Imaginemos por un momento un escenario surrealista: el Estado se desentiende de su rol y entrega un millón de euros a cada ciudadano. De la noche a la mañana, todos somos ricos, aparentemente libres… Podríamos tener la casa de nuestros sueños, hacer el viaje de nuestra vida y mil viajes más, realizarnos la operación estética que anhelamos, comprar los bolsos, relojes, coches, estancias en los mejores hoteles, y disfrutar de los manjares más exquisitos. Sin embargo, habría un precio a pagar: al desechar el sostenimiento de lo público, no habría quien vacíe los contenedores de basura, mantenga los hospitales o garantice la seguridad en las calles. Nadie se encargaría de asegurar el suministro de alimentos, de gestionar el agua y la electricidad, ni de mantener las carreteras transitables. Sin quienes regulen el tráfico, reparen las averías o coordinen los servicios de emergencia, nuestra «libertad» se vería atrapada en el caos. Ese millón de euros no tendría valor sin una estructura social que sostenga la vida cotidiana y permita que todo funcione.

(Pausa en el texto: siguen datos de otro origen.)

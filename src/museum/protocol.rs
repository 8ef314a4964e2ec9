//! Acquisition protocol shared by every backend.
//!
//! Backends only describe their endpoint and how to normalize a record;
//! the request sequencing lives here.

use serde_json::Value;
use tracing::debug;

use super::{AcquisitionError, AcquisitionStrategy, AttemptBudget, MuseumApiClient};
use crate::models::{ObjectRecord, RawSearchResult, SearchParams};
use crate::utils::random_int;

/// Translate a zero-based offset into a one-based page number.
///
/// The result is clamped to `[1, max_page]`; offsets beyond the last
/// reachable page land on `max_page` rather than producing a request the
/// backend would reject.
pub fn page_for_offset(offset: u64, page_size: u32, max_page: u32) -> u32 {
    let page = (offset / u64::from(page_size.max(1))).saturating_add(1);
    page.clamp(1, u64::from(max_page.max(1))) as u32
}

fn term_params<C: MuseumApiClient + ?Sized>(client: &C, term: &str) -> SearchParams {
    SearchParams::for_term(term, client.terms().is_strict())
        .image_only(client.options().image_only)
}

/// Issue one budgeted request.
async fn request<C: MuseumApiClient + ?Sized>(
    client: &C,
    params: SearchParams,
    budget: &mut AttemptBudget,
) -> Result<RawSearchResult, AcquisitionError> {
    let attempt = budget.consume()?;
    debug!(
        "[{}] attempt {}/{}: term={:?} page={} page_size={} random={}",
        client.id(),
        attempt,
        budget.max(),
        params.term(),
        params.page,
        params.page_size,
        params.random_order
    );
    Ok(client.proxy().search(&params).await?)
}

fn records_of(result: RawSearchResult, what: &str) -> Result<Vec<Value>, AcquisitionError> {
    result
        .records
        .ok_or_else(|| AcquisitionError::MalformedPayload(format!("{} has no records array", what)))
}

pub(crate) async fn search<C: MuseumApiClient + ?Sized>(
    client: &C,
    term: &str,
    page: u32,
    page_size: u32,
) -> Result<RawSearchResult, AcquisitionError> {
    let params = term_params(client, term).page(page).page_size(page_size);
    Ok(client.proxy().search(&params).await?)
}

pub(crate) async fn fetch_by_id<C: MuseumApiClient + ?Sized>(
    client: &C,
    id: &str,
) -> Result<ObjectRecord, AcquisitionError> {
    let result = client.proxy().search(&SearchParams::for_id(id)).await?;
    let records = records_of(result, "lookup response")?;
    records
        .first()
        .map(|raw| client.normalize(raw))
        .ok_or_else(|| AcquisitionError::EmptyResultSet {
            term: id.to_string(),
        })
}

/// Strategy A: one request with the backend's random ordering.
///
/// Whatever record comes back is accepted, with or without an image.
async fn native_random<C: MuseumApiClient + ?Sized>(
    client: &C,
    term: &str,
    budget: &mut AttemptBudget,
) -> Result<ObjectRecord, AcquisitionError> {
    let params = term_params(client, term).page_size(1).random_order(true);
    let result = request(client, params, budget).await?;
    let records = records_of(result, "random response")?;

    records
        .first()
        .map(|raw| client.normalize(raw))
        .ok_or_else(|| {
            AcquisitionError::MalformedPayload(format!("random response for '{}' is empty", term))
        })
}

/// Strategy B: probe the match count, then fetch a random offset.
async fn count_then_offset<C: MuseumApiClient + ?Sized>(
    client: &C,
    term: &str,
    budget: &mut AttemptBudget,
) -> Result<ObjectRecord, AcquisitionError> {
    let probe = request(client, term_params(client, term).page_size(1), budget).await?;
    let count = probe.record_count.ok_or_else(|| {
        AcquisitionError::MalformedPayload("count probe has no record count".to_string())
    })?;

    if count == 0 {
        return Err(AcquisitionError::EmptyResultSet {
            term: term.to_string(),
        });
    }

    let offset = random_int(0, count);
    debug!("[{}] '{}' has {} match(es), offset {}", client.id(), term, count, offset);

    fetch_by_offset(client, term, offset, budget).await
}

pub(crate) async fn fetch_by_offset<C: MuseumApiClient + ?Sized>(
    client: &C,
    term: &str,
    offset: u64,
    budget: &mut AttemptBudget,
) -> Result<ObjectRecord, AcquisitionError> {
    let page_size = client.options().page_size.max(1);
    let page = page_for_offset(offset, page_size, client.endpoint().max_page);

    let params = term_params(client, term).page(page).page_size(page_size);
    let result = request(client, params, budget).await?;
    let records = records_of(result, "page response")?;

    if records.is_empty() {
        return Err(AcquisitionError::MalformedPayload(format!(
            "page {} for '{}' is empty",
            page, term
        )));
    }

    // Prefer an illustrated object; only the first two candidates are considered
    for raw in records.iter().take(2) {
        let candidate = client.normalize(raw);
        if candidate.has_image() {
            return Ok(candidate);
        }
        debug!("[{}] candidate {} has no image", client.id(), candidate.id);
    }

    Err(AcquisitionError::EmptyResultSet {
        term: term.to_string(),
    })
}

/// One pass of whichever strategy applies to this client.
pub(crate) async fn attempt_random<C: MuseumApiClient + ?Sized>(
    client: &C,
    term: &str,
    budget: &mut AttemptBudget,
) -> Result<ObjectRecord, AcquisitionError> {
    match client.options().strategy.resolve(client.endpoint()) {
        AcquisitionStrategy::CountThenOffset => count_then_offset(client, term, budget).await,
        _ => native_random(client, term, budget).await,
    }
}
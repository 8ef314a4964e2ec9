//! End-to-end "show me something new" operation.

mod controller;
mod retry;

pub use controller::{
    AcquireOutcome, AcquisitionController, AcquisitionEvent, Phase, DEFAULT_MAX_ATTEMPTS,
};
pub use retry::{acquire_observed, acquire_with_rotation};
//! Search configuration and its synced-settings encoding.
//!
//! The settings form writes two keys into the sync namespace:
//! `userSearchTerms` (comma-joined, spaces encoded as `+`) and
//! `strictSearch` (`"strict"` or `"fuzzy"`).

use serde::{Deserialize, Serialize};
use serde_json::Value;

use crate::storage::{KeyValueStore, Namespace, StorageResult};

/// Sync-namespace key holding the encoded term list.
pub const USER_SEARCH_TERMS_KEY: &str = "userSearchTerms";
/// Sync-namespace key holding the strict/fuzzy flag.
pub const STRICT_SEARCH_KEY: &str = "strictSearch";

const STRICT: &str = "strict";
const FUZZY: &str = "fuzzy";

/// Active search terms and matching mode.
#[derive(Debug, Clone, Default, PartialEq, Eq, Serialize, Deserialize)]
pub struct SearchConfiguration {
    pub terms: Vec<String>,
    /// Match the term against the object-name field instead of free text.
    pub strict: bool,
}

impl SearchConfiguration {
    pub fn new(terms: Vec<String>, strict: bool) -> Self {
        let terms = terms
            .into_iter()
            .map(|t| t.trim().to_string())
            .filter(|t| !t.is_empty())
            .collect();
        Self { terms, strict }
    }

    pub fn is_empty(&self) -> bool {
        self.terms.is_empty()
    }

    /// Decode a `userSearchTerms` value.
    pub fn decode_terms(encoded: &str) -> Vec<String> {
        encoded
            .split(',')
            .map(|t| t.replace('+', " ").trim().to_string())
            .filter(|t| !t.is_empty())
            .collect()
    }

    /// Encode terms for `userSearchTerms`.
    pub fn encode_terms(terms: &[String]) -> String {
        terms
            .iter()
            .map(|t| t.trim().replace(' ', "+"))
            .filter(|t| !t.is_empty())
            .collect::<Vec<_>>()
            .join(",")
    }

    /// Build from the two synced values. Returns `None` when no terms are set.
    pub fn from_synced(terms: Option<&str>, strict: Option<&str>) -> Option<Self> {
        let terms = Self::decode_terms(terms?);
        if terms.is_empty() {
            return None;
        }
        Some(Self {
            terms,
            strict: strict.is_some_and(|s| s.eq_ignore_ascii_case(STRICT)),
        })
    }

    /// Value written to `strictSearch`.
    pub fn strict_value(&self) -> &'static str {
        if self.strict {
            STRICT
        } else {
            FUZZY
        }
    }

    /// Read the synced search settings, if any.
    pub async fn load_synced(store: &dyn KeyValueStore) -> StorageResult<Option<Self>> {
        let terms = store.get(Namespace::Sync, USER_SEARCH_TERMS_KEY).await?;
        let strict = store.get(Namespace::Sync, STRICT_SEARCH_KEY).await?;
        Ok(Self::from_synced(
            terms.as_ref().and_then(Value::as_str),
            strict.as_ref().and_then(Value::as_str),
        ))
    }

    /// Write these settings to the sync namespace.
    pub async fn save_synced(&self, store: &dyn KeyValueStore) -> StorageResult<()> {
        store
            .set(
                Namespace::Sync,
                USER_SEARCH_TERMS_KEY,
                Value::String(Self::encode_terms(&self.terms)),
            )
            .await?;
        store
            .set(
                Namespace::Sync,
                STRICT_SEARCH_KEY,
                Value::String(self.strict_value().to_string()),
            )
            .await
    }

    /// Remove synced settings so the config file or built-in list applies.
    pub async fn clear_synced(store: &dyn KeyValueStore) -> StorageResult<()> {
        store.remove(Namespace::Sync, USER_SEARCH_TERMS_KEY).await?;
        store.remove(Namespace::Sync, STRICT_SEARCH_KEY).await
    }
}
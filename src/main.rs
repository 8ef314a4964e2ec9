//! Curio - fetch a random object from a museum collection.

mod cli;

use tracing_subscriber::{layer::SubscriberExt, util::SubscriberInitExt};

#[tokio::main]
async fn main() -> anyhow::Result<()> {
    // Load .env file if present (before anything else)
    let _ = dotenvy::dotenv();

    let default_filter = if cli::is_verbose() {
        "curio=info"
    } else {
        "curio=warn"
    };

    tracing_subscriber::registry()
        .with(
            tracing_subscriber::EnvFilter::try_from_default_env()
                .unwrap_or_else(|_| default_filter.into()),
        )
        .with(tracing_subscriber::fmt::layer().with_writer(std::io::stderr))
        .init();

    cli::run().await
}
//! Light-markup stripping for collection text fields.

use std::sync::LazyLock;

use regex::Regex;

/// Italic/bold tags and stray carets used by cataloguers as inline markup.
static LIGHT_MARKUP: LazyLock<Regex> =
    LazyLock::new(|| Regex::new(r"(?i)</?\s*[ib]\s*>|\^").unwrap());

/// Strip `<i>`, `<b>` (and their closing forms) and `^` from a text field.
///
/// Removal repeats until nothing matches, so markup that only forms once
/// an inner tag is gone (`<i^>`, `<<i>i>`) is stripped too. The result is
/// trimmed.
pub fn strip_light_markup(s: &str) -> String {
    let mut text = s.to_string();
    while LIGHT_MARKUP.is_match(&text) {
        text = LIGHT_MARKUP.replace_all(&text, "").into_owned();
    }
    text.trim().to_string()
}
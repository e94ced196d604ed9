//! Host state probes.
//!
//! Everything the bootstrap needs to know about the host (mount table,
//! running processes, path kinds) goes through [`HostProbe`], so the
//! reconciliation stages can run against a fake in tests.

use std::path::{Path, PathBuf};
use tracing::{debug, warn};

/// Read-only view of host state.
pub trait HostProbe: Send + Sync {
    /// Whether the mount table lists a filesystem mounted at `path`.
    fn is_mounted(&self, path: &Path) -> bool;

    /// Whether a gateway process is already running on this host.
    fn gateway_running(&self) -> bool;

    /// Whether anything (including a dangling symlink) exists at `path`.
    fn path_exists(&self, path: &Path) -> bool {
        std::fs::symlink_metadata(path).is_ok()
    }

    fn is_symlink(&self, path: &Path) -> bool {
        std::fs::symlink_metadata(path)
            .map(|m| m.file_type().is_symlink())
            .unwrap_or(false)
    }
}

/// Probe backed by `/proc`.
#[derive(Debug, Clone)]
pub struct SystemProbe {
    mounts_file: PathBuf,
    proc_root: PathBuf,
    gateway_bin: String,
}

impl SystemProbe {
    pub fn new(gateway_bin: &str) -> Self {
        Self {
            mounts_file: PathBuf::from("/proc/mounts"),
            proc_root: PathBuf::from("/proc"),
            gateway_bin: binary_name(gateway_bin).to_string(),
        }
    }
}

impl HostProbe for SystemProbe {
    fn is_mounted(&self, path: &Path) -> bool {
        let table = match std::fs::read_to_string(&self.mounts_file) {
            Ok(t) => t,
            Err(e) => {
                warn!("Cannot read mount table {}: {e}", self.mounts_file.display());
                return false;
            }
        };
        let path = path.to_string_lossy();
        let target = normalize_mount_point(&path);
        parse_mount_points(&table)
            .iter()
            .any(|mp| normalize_mount_point(mp) == target)
    }

    fn gateway_running(&self) -> bool {
        let entries = match std::fs::read_dir(&self.proc_root) {
            Ok(e) => e,
            Err(e) => {
                warn!("Cannot scan {}: {e}", self.proc_root.display());
                return false;
            }
        };
        let own_pid = std::process::id();

        for entry in entries.flatten() {
            let Some(pid) = entry.file_name().to_str().and_then(|s| s.parse::<u32>().ok()) else {
                continue;
            };
            if pid == own_pid {
                continue;
            }
            // Processes can exit between readdir and read.
            let Ok(raw) = std::fs::read(entry.path().join("cmdline")) else {
                continue;
            };
            let args: Vec<String> = raw
                .split(|b| *b == 0)
                .filter(|a| !a.is_empty())
                .map(|a| String::from_utf8_lossy(a).into_owned())
                .collect();
            if cmdline_is_gateway(&args, &self.gateway_bin) {
                debug!(pid, "Found running gateway process");
                return true;
            }
        }
        false
    }
}

/// Extract mount points (second field) from `/proc/mounts` content,
/// decoding the kernel's octal escapes (`\040` for space and so on).
pub fn parse_mount_points(table: &str) -> Vec<String> {
    table
        .lines()
        .filter_map(|line| line.split_whitespace().nth(1))
        .map(unescape_mount_field)
        .collect()
}

fn unescape_mount_field(field: &str) -> String {
    let bytes = field.as_bytes();
    let mut out = Vec::with_capacity(bytes.len());
    let mut i = 0;
    while i < bytes.len() {
        if bytes[i] == b'\\' && i + 3 < bytes.len() && is_octal_triplet(&bytes[i + 1..i + 4]) {
            let value = (bytes[i + 1] - b'0') * 64
                + (bytes[i + 2] - b'0') * 8
                + (bytes[i + 3] - b'0');
            out.push(value);
            i += 4;
        } else {
            out.push(bytes[i]);
            i += 1;
        }
    }
    String::from_utf8_lossy(&out).into_owned()
}

fn is_octal_triplet(b: &[u8]) -> bool {
    b.len() == 3 && b[0] <= b'3' && b.iter().all(|c| (b'0'..=b'7').contains(c))
}

fn normalize_mount_point(path: &str) -> &str {
    let trimmed = path.trim_end_matches('/');
    if trimmed.is_empty() {
        "/"
    } else {
        trimmed
    }
}

fn binary_name(path: &str) -> &str {
    path.rsplit('/').next().unwrap_or(path)
}

/// Whether a process argv is `<...>/<gateway_bin> gateway ...`.
///
/// The binary may appear after an interpreter (`node /usr/bin/mylobster
/// gateway`), so every position is checked.
pub fn cmdline_is_gateway(args: &[String], gateway_bin: &str) -> bool {
    args.windows(2)
        .any(|w| binary_name(&w[0]) == gateway_bin && w[1] == "gateway")
}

¿Te imaginas el panorama? Semáforos parpadeando sin control, servicios esenciales colapsando. ¿Cuánto duraría esa «libertad» en medio del caos? Ese millón de euros perdería su valor sin una sociedad organizada que sostenga la vida cotidiana. Esa estructura, ese andamiaje, es el Estado.
Lo ocurrido en Valencia nos recuerda que el Estado, con sus defectos, es un mal necesario para mantener el orden. Dependemos de lo público. Esto no significa idolatrar las instituciones, sino asumir un compromiso ciudadano: debemos vigilar al Estado, asegurarnos de que los recursos —ese «millón» que simbólicamente nos pertenece a todos— se usen en beneficio común.

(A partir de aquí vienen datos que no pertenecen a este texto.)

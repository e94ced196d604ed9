//! Environment-to-config merge.
//!
//! Folds the environment snapshot into the persisted gateway config. The
//! merge only writes the keys it owns; everything else in the document is
//! carried through untouched, and applying it twice with the same
//! environment yields the same document.

use super::defaults::*;
use super::env::EnvSnapshot;
use super::types::{ChannelKind, ModelProviderConfig};
use serde_json::{json, Map, Value};
use tracing::{debug, info, warn};

/// What a merge pass changed, for the startup log.
#[derive(Debug, Clone, Default, PartialEq, Eq)]
pub struct MergeSummary {
    pub legacy_anthropic_removed: bool,
    pub auth_token_applied: bool,
    pub insecure_auth_enabled: bool,
    pub channels_applied: Vec<&'static str>,
    pub anthropic_override_applied: bool,
}

/// Merge environment-derived settings into `config` in place.
pub fn merge_env_into_config(config: &mut Map<String, Value>, env: &EnvSnapshot) -> MergeSummary {
    let mut summary = MergeSummary::default();

    ensure_object(config, &["gateway"]);
    ensure_object(config, &["channels"]);
    ensure_object(config, &["agents", "defaults", "model"])
        .insert("primary".to_string(), json!(DEFAULT_MODEL));

    summary.legacy_anthropic_removed = remove_legacy_anthropic(config);

    let gateway = ensure_object(config, &["gateway"]);
    gateway.insert("port".to_string(), json!(DEFAULT_GATEWAY_PORT));
    gateway.insert("mode".to_string(), json!(DEFAULT_GATEWAY_MODE));
    gateway.insert("trustedProxies".to_string(), json!(DEFAULT_TRUSTED_PROXIES));

    if let Some(token) = env.gateway_token() {
        ensure_object(config, &["gateway", "auth"]).insert("token".to_string(), json!(token));
        summary.auth_token_applied = true;
    }

    if env.dev_mode() {
        ensure_object(config, &["gateway", "controlUi"])
            .insert("allowInsecureAuth".to_string(), json!(true));
        summary.insecure_auth_enabled = true;
    }

    for kind in ChannelKind::ALL {
        let Some(creds) = kind.credentials(env) else {
            debug!(channel = kind.key(), "No credentials in environment, leaving channel as is");
            continue;
        };

        let channel = ensure_object(config, &["channels", kind.key()]);
        channel.insert("enabled".to_string(), json!(true));
        for (field, value) in &creds.fields {
            channel.insert((*field).to_string(), json!(value));
        }
        ensure_object(channel, &["dm"]).insert("policy".to_string(), json!(creds.dm_policy));
        summary.channels_applied.push(kind.key());
    }

    if let Some(base_url) = env.get(ENV_ANTHROPIC_BASE_URL) {
        let provider = ModelProviderConfig::anthropic_catalog(
            base_url,
            env.get(ENV_ANTHROPIC_API_KEY),
        );
        match serde_json::to_value(&provider) {
            Ok(value) => {
                ensure_object(config, &["models", "providers"])
                    .insert("anthropic".to_string(), value);
                summary.anthropic_override_applied = true;
                info!(base_url, "Configured Anthropic provider from base URL override");
            }
            Err(e) => warn!("Failed to serialize Anthropic provider block: {e}"),
        }
    }

    summary
}

/// Drop `models.providers.anthropic` when any model entry lacks a `name`.
///
/// Returns `true` if the block was removed.
fn remove_legacy_anthropic(config: &mut Map<String, Value>) -> bool {
    let Some(providers) = config
        .get_mut("models")
        .and_then(|m| m.get_mut("providers"))
        .and_then(Value::as_object_mut)
    else {
        return false;
    };

    let is_legacy = providers
        .get("anthropic")
        .and_then(|p| p.get("models"))
        .and_then(Value::as_array)
        .is_some_and(|models| models.iter().any(|m| m.get("name").is_none()));

    if is_legacy {
        providers.remove("anthropic");
        warn!("Removed legacy Anthropic provider block with unnamed model entries");
    }
    is_legacy
}

/// Walk `path` from `root`, creating empty objects for missing segments and
/// replacing non-object values in the way, and return the innermost object.
pub fn ensure_object<'a>(
    root: &'a mut Map<String, Value>,
    path: &[&str],
) -> &'a mut Map<String, Value> {
    let mut current = root;
    for key in path {
        let slot = current
            .entry((*key).to_string())
            .or_insert_with(|| Value::Object(Map::new()));
        if !slot.is_object() {
            warn!(key, "Replacing non-object config value with an object");
            *slot = Value::Object(Map::new());
        }
        let Value::Object(next) = slot else {
            unreachable!("slot holds an object");
        };
        current = next;
    }
    current
}

#[cfg(test)]
mod tests {
    use super::*;
    use pretty_assertions::assert_eq;

    fn merge(doc: Value, env: &[(&str, &str)]) -> Value {
        let Value::Object(mut map) = doc else {
            panic!("test documents are objects");
        };
        merge_env_into_config(&mut map, &EnvSnapshot::from_pairs(env.iter().copied()));
        Value::Object(map)
    }

    #[test]
    fn empty_doc_gets_pinned_sections() {
        let out = merge(json!({}), &[]);
        assert_eq!(
            out,
            json!({
                "agents": { "defaults": { "model": { "primary": DEFAULT_MODEL } } },
                "gateway": {
                    "port": 18789,
                    "mode": "local",
                    "trustedProxies": ["10.1.0.0"]
                },
                "channels": {}
            })
        );
    }

    #[test]
    fn model_is_always_pinned() {
        let out = merge(
            json!({"agents": {"defaults": {"model": {
                "primary": "openai/gpt-4o",
                "fallbacks": ["x"]
            }}}}),
            &[],
        );
        assert_eq!(out["agents"]["defaults"]["model"]["primary"], DEFAULT_MODEL);
        assert_eq!(out["agents"]["defaults"]["model"]["fallbacks"], json!(["x"]));
    }

    #[test]
    fn unrelated_keys_survive() {
        let doc = json!({
            "custom": {"nested": [1, 2, {"deep": null}]},
            "gateway": {"port": 1, "bind": "loopback", "auth": {"mode": "token"}},
            "channels": {"whatsapp": {"enabled": true}},
            "tools": {"allow": ["bash"]}
        });
        let out = merge(doc.clone(), &[]);
        assert_eq!(out["custom"], doc["custom"]);
        assert_eq!(out["tools"], doc["tools"]);
        assert_eq!(out["channels"]["whatsapp"], doc["channels"]["whatsapp"]);
        assert_eq!(out["gateway"]["bind"], "loopback");
        assert_eq!(out["gateway"]["auth"], json!({"mode": "token"}));
        assert_eq!(out["gateway"]["port"], 18789);
    }

    #[test]
    fn non_object_ancestors_are_replaced() {
        let out = merge(json!({"gateway": "broken", "agents": 3, "channels": []}), &[]);
        assert_eq!(out["gateway"]["port"], 18789);
        assert_eq!(out["agents"]["defaults"]["model"]["primary"], DEFAULT_MODEL);
        assert_eq!(out["channels"], json!({}));
    }

    #[test]
    fn token_sets_auth_without_touching_siblings() {
        let out = merge(
            json!({"gateway": {"auth": {"mode": "token", "token": "old"}}}),
            &[(ENV_GATEWAY_TOKEN, "new-token")],
        );
        assert_eq!(out["gateway"]["auth"], json!({"mode": "token", "token": "new-token"}));
    }

    #[test]
    fn missing_token_keeps_existing_auth() {
        let out = merge(json!({"gateway": {"auth": {"token": "persisted"}}}), &[]);
        assert_eq!(out["gateway"]["auth"]["token"], "persisted");
    }

    #[test]
    fn dev_mode_allows_insecure_auth() {
        let out = merge(json!({}), &[(ENV_DEV_MODE, "true")]);
        assert_eq!(out["gateway"]["controlUi"]["allowInsecureAuth"], true);

        let out = merge(json!({}), &[(ENV_DEV_MODE, "yes")]);
        assert!(out["gateway"].get("controlUi").is_none());
    }

    #[test]
    fn dev_mode_off_leaves_control_ui_untouched() {
        let out = merge(json!({"gateway": {"controlUi": {"allowInsecureAuth": true}}}), &[]);
        assert_eq!(out["gateway"]["controlUi"]["allowInsecureAuth"], true);
    }

    #[test]
    fn telegram_enabled_with_default_policy() {
        let out = merge(json!({}), &[(ENV_TELEGRAM_BOT_TOKEN, "123:abc")]);
        assert_eq!(
            out["channels"]["telegram"],
            json!({"enabled": true, "botToken": "123:abc", "dm": {"policy": "pairing"}})
        );
    }

    #[test]
    fn discord_policy_override_keeps_existing_fields() {
        let out = merge(
            json!({"channels": {"discord": {
                "enabled": false,
                "dm": {"allowFrom": ["42"]},
                "guilds": {}
            }}}),
            &[(ENV_DISCORD_BOT_TOKEN, "tok"), (ENV_DISCORD_DM_POLICY, "allowlist")],
        );
        assert_eq!(
            out["channels"]["discord"],
            json!({
                "enabled": true,
                "token": "tok",
                "guilds": {},
                "dm": {"policy": "allowlist", "allowFrom": ["42"]}
            })
        );
    }

    #[test]
    fn slack_needs_both_tokens() {
        let out = merge(json!({}), &[(ENV_SLACK_BOT_TOKEN, "xoxb")]);
        assert!(out["channels"].get("slack").is_none());

        let out = merge(
            json!({}),
            &[(ENV_SLACK_BOT_TOKEN, "xoxb"), (ENV_SLACK_APP_TOKEN, "xapp")],
        );
        assert_eq!(out["channels"]["slack"]["botToken"], "xoxb");
        assert_eq!(out["channels"]["slack"]["appToken"], "xapp");
        assert_eq!(out["channels"]["slack"]["enabled"], true);
    }

    #[test]
    fn providers_never_disabled_by_omission() {
        let first = merge(json!({}), &[(ENV_TELEGRAM_BOT_TOKEN, "123:abc")]);
        let second = merge(first.clone(), &[]);
        assert_eq!(second["channels"]["telegram"], first["channels"]["telegram"]);
    }

    #[test]
    fn legacy_anthropic_removed() {
        let doc = json!({
            "models": {"providers": {
                "anthropic": {"baseUrl": "x", "models": [{"id": "a", "name": "A"}, {"id": "b"}]},
                "openai": {"baseUrl": "y", "models": [{"id": "c"}]}
            }}
        });
        let out = merge(doc, &[]);
        assert!(out["models"]["providers"].get("anthropic").is_none());
        assert_eq!(out["models"]["providers"]["openai"]["baseUrl"], "y");
    }

    #[test]
    fn named_anthropic_models_are_kept() {
        let doc = json!({
            "models": {"providers": {"anthropic": {
                "baseUrl": "x",
                "models": [{"id": "a", "name": "A"}]
            }}}
        });
        let out = merge(doc.clone(), &[]);
        assert_eq!(out["models"], doc["models"]);
    }

    #[test]
    fn legacy_anthropic_recreated_by_override() {
        let doc = json!({
            "models": {"providers": {"anthropic": {"baseUrl": "old", "models": [{"id": "b"}]}}}
        });
        let out = merge(doc, &[(ENV_ANTHROPIC_BASE_URL, "https://gw.example/anthropic")]);
        let anthropic = &out["models"]["providers"]["anthropic"];
        assert_eq!(anthropic["baseUrl"], "https://gw.example/anthropic");
        assert_eq!(anthropic["models"].as_array().unwrap().len(), 3);
    }

    #[test]
    fn anthropic_override_without_key() {
        let out = merge(json!({}), &[(ENV_ANTHROPIC_BASE_URL, "https://gw.example")]);
        assert_eq!(
            out["models"]["providers"]["anthropic"],
            json!({
                "baseUrl": "https://gw.example",
                "api": "anthropic-messages",
                "models": [
                    {
                        "id": "claude-sonnet-4-20250514",
                        "name": "Claude Sonnet 4",
                        "contextWindow": 200000
                    },
                    {
                        "id": "claude-opus-4-5-20251101",
                        "name": "Claude Opus 4.5",
                        "contextWindow": 200000
                    },
                    {
                        "id": "claude-3-5-haiku-20241022",
                        "name": "Claude Haiku 3.5",
                        "contextWindow": 200000
                    }
                ]
            })
        );
    }

    #[test]
    fn anthropic_override_with_key() {
        let out = merge(
            json!({}),
            &[(ENV_ANTHROPIC_BASE_URL, "https://gw.example"), (ENV_ANTHROPIC_API_KEY, "sk-ant")],
        );
        assert_eq!(out["models"]["providers"]["anthropic"]["apiKey"], "sk-ant");
    }

    #[test]
    fn api_key_alone_does_nothing() {
        let out = merge(json!({}), &[(ENV_ANTHROPIC_API_KEY, "sk-ant")]);
        assert!(out.get("models").is_none());
    }

    #[test]
    fn merge_is_idempotent() {
        let env = [
            (ENV_GATEWAY_TOKEN, "t"),
            (ENV_DEV_MODE, "true"),
            (ENV_TELEGRAM_BOT_TOKEN, "123:abc"),
            (ENV_SLACK_BOT_TOKEN, "xoxb"),
            (ENV_SLACK_APP_TOKEN, "xapp"),
            (ENV_ANTHROPIC_BASE_URL, "https://gw.example"),
        ];
        let once = merge(json!({"custom": 1}), &env);
        let twice = merge(once.clone(), &env);
        assert_eq!(once, twice);
    }

    #[test]
    fn summary_reports_changes() {
        let mut map = Map::new();
        let env = EnvSnapshot::from_pairs([
            (ENV_GATEWAY_TOKEN, "t"),
            (ENV_DISCORD_BOT_TOKEN, "d"),
        ]);
        let summary = merge_env_into_config(&mut map, &env);
        assert!(summary.auth_token_applied);
        assert!(!summary.insecure_auth_enabled);
        assert_eq!(summary.channels_applied, vec!["discord"]);
        assert!(!summary.anthropic_override_applied);
        assert!(!summary.legacy_anthropic_removed);
    }
}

La verdadera responsabilidad recae en nosotros, en una ciudadanía que exige, participa y se involucra. Cuando lo público funciona, la vida funciona. Pero cuando se descuida o se abandona, es momento de cuestionarnos: ¿hemos sido guardianes activos de nuestros derechos y libertades?
El verdadero equilibrio está en un Estado al servicio de la gente y una ciudadanía activa que supervise la gestión política. Las catástrofes nos recuerdan, de forma dura, que no existen héroes ni soluciones mágicas. La solución somos nosotros, organizándonos, colaborando y exigiendo lo justo, para estar mejor preparados la próxima vez.
No es cuestión de política o ideología. Es humanidad. Es nuestra capacidad de enfrentar el caos y construir una respuesta conjunta que nos permita seguir adelante. Es lo que hicieron nuestros ancestros y lo que deberán enfrentar las generaciones futuras.
La pregunta real es: ¿qué tipo de sociedad queremos ser después de esta tormenta? Porque la respuesta no está «en el viento» ni en las lluvias. Está en nosotros. Es nuestra oportunidad de reconstruir, juntos.